# TASK OBJECTIVE:
Copy exactly, please, each line of the data below until the line that contains "Serialization sorts sub-records" has been copied, beginning at the top.

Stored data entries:
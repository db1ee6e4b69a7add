//! # mam-codec
//!
//! Binary layout of the Mochimo Application Machine's storage records.
//!
//! Every application lays its state out with the same three building
//! blocks, all big-endian:
//!
//! - **Packed integers**: an 8-byte length `L` followed by `L` value bytes
//!   (`L = 0` encodes zero). See [`encode::pack_int`] / [`decode::unpack_int`].
//! - **Length-prefixed arrays**: one count byte (max 255 elements), then
//!   each element as an 8-byte length followed by its bytes. Zero-length
//!   elements are omitted on encode, so writing an empty element removes it.
//! - **Account sub-record arrays**: an array whose elements each start with
//!   a 4-byte application instance id. Serialization sorts sub-records
//!   ascending by id so account storage has a single canonical form.
//!
//! All functions here are pure and gas-free; metering happens in the
//! execution context that calls them.
//!
//! ## Modules
//!
//! - [`encode`]: packing integers, arrays and account arrays
//! - [`decode`]: the inverse operations plus sub-record lookup
//! - [`reader`]: a bounds-checked cursor for application parameter parsing
//! - [`error`]: [`error::CodecError`]

pub mod decode;
pub mod encode;
pub mod error;
pub mod reader;

pub use decode::{find_app_record, parse_array, unpack_int};
pub use encode::{account_array_to_bytes, array_to_bytes, pack_int, put_length_prefixed};
pub use error::CodecError;
pub use reader::ByteReader;

/// Maximum number of elements in a length-prefixed array.
pub const MAX_ARRAY_ELEMENTS: usize = 255;

/// Maximum width of a packed integer's value, in bytes. The machine's
/// integer domain is `U256`.
pub const MAX_INT_BYTES: usize = 32;
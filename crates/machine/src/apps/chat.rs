//! On-account messaging application.
//!
//! One slot per account: the caller's sub-record is
//! `instance_id(4) ‖ params_as_sent`, and every send overwrites it, so
//! only the most recent message survives.

use mam_codec::{ByteReader, account_array_to_bytes, find_app_record, parse_array};
use mam_common::{Address, InstanceId};

use crate::apps::set_app_record;
use crate::context::ExecutionContext;
use crate::errors::VmError;

#[derive(Debug, Clone)]
pub struct Chat {
    instance_id: InstanceId,
    instance_address: Address,
}

impl Chat {
    pub const MAX_STORAGE: usize = 1024;

    pub fn new(instance_id: InstanceId, instance_address: Address) -> Self {
        Self {
            instance_id,
            instance_address,
        }
    }

    pub fn instance_id(&self) -> InstanceId {
        self.instance_id
    }

    pub fn instance_address(&self) -> Address {
        self.instance_address
    }

    pub(crate) fn execute(
        &self,
        caller: Address,
        selector: u8,
        params: &[u8],
        ctx: &mut ExecutionContext<'_>,
    ) -> Result<(), VmError> {
        match selector {
            1 => self.send(caller, params, ctx),
            other => Err(VmError::UnknownSelector {
                app: "chat",
                selector: other,
            }),
        }
    }

    /// `send(recipient_len(8) ‖ recipient ‖ msg_len(8) ‖ msg)`
    fn send(
        &self,
        caller: Address,
        params: &[u8],
        ctx: &mut ExecutionContext<'_>,
    ) -> Result<(), VmError> {
        // Validate the shape before storing the raw parameters.
        let mut reader = ByteReader::new(params);
        reader.read_length_prefixed("recipient")?;
        reader.read_length_prefixed("message")?;
        ctx.op(4)?;

        let mut record = self.instance_id.to_be_bytes().to_vec();
        record.extend_from_slice(params);

        let caller_storage = ctx.read_account_storage(&caller)?;
        let mut records = parse_array(&caller_storage)?;
        let index = find_app_record(self.instance_id, &records).map(|(index, _)| index);
        set_app_record(&mut records, index, record);
        ctx.write_account_storage(&caller, account_array_to_bytes(&records)?)?;
        Ok(())
    }

    /// Decode a chat sub-record payload (the bytes after the instance id)
    /// into `(recipient, message)`. Read-only introspection for external
    /// harnesses.
    pub fn decode_entry(payload: &[u8]) -> Result<(Vec<u8>, Vec<u8>), VmError> {
        let mut reader = ByteReader::new(payload);
        let recipient = reader.read_length_prefixed("recipient")?.to_vec();
        let message = reader.read_length_prefixed("message")?.to_vec();
        Ok((recipient, message))
    }
}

# OUTPUT FOR THIS EXERCISE:
repository db1ee6e4b69a7add
//! # mam-codec
//!
//! Binary layout of the Mochimo Application Machine's storage records.
//!
//! Every application lays its state out with the same three building
//! blocks, all big-endian:
//!
//! - **Packed integers**: an 8-byte length `L` followed by `L` value bytes
//!   (`L = 0` encodes zero). See [`encode::pack_int`] / [`decode::unpack_int`].
//! - **Length-prefixed arrays**: one count byte (max 255 elements), then
//!   each element as an 8-byte length followed by its bytes. Zero-length
//!   elements are omitted on encode, so writing an empty element removes it.
//! - **Account sub-record arrays**: an array whose elements each start with
//!   a 4-byte application instance id. Serialization sorts sub-records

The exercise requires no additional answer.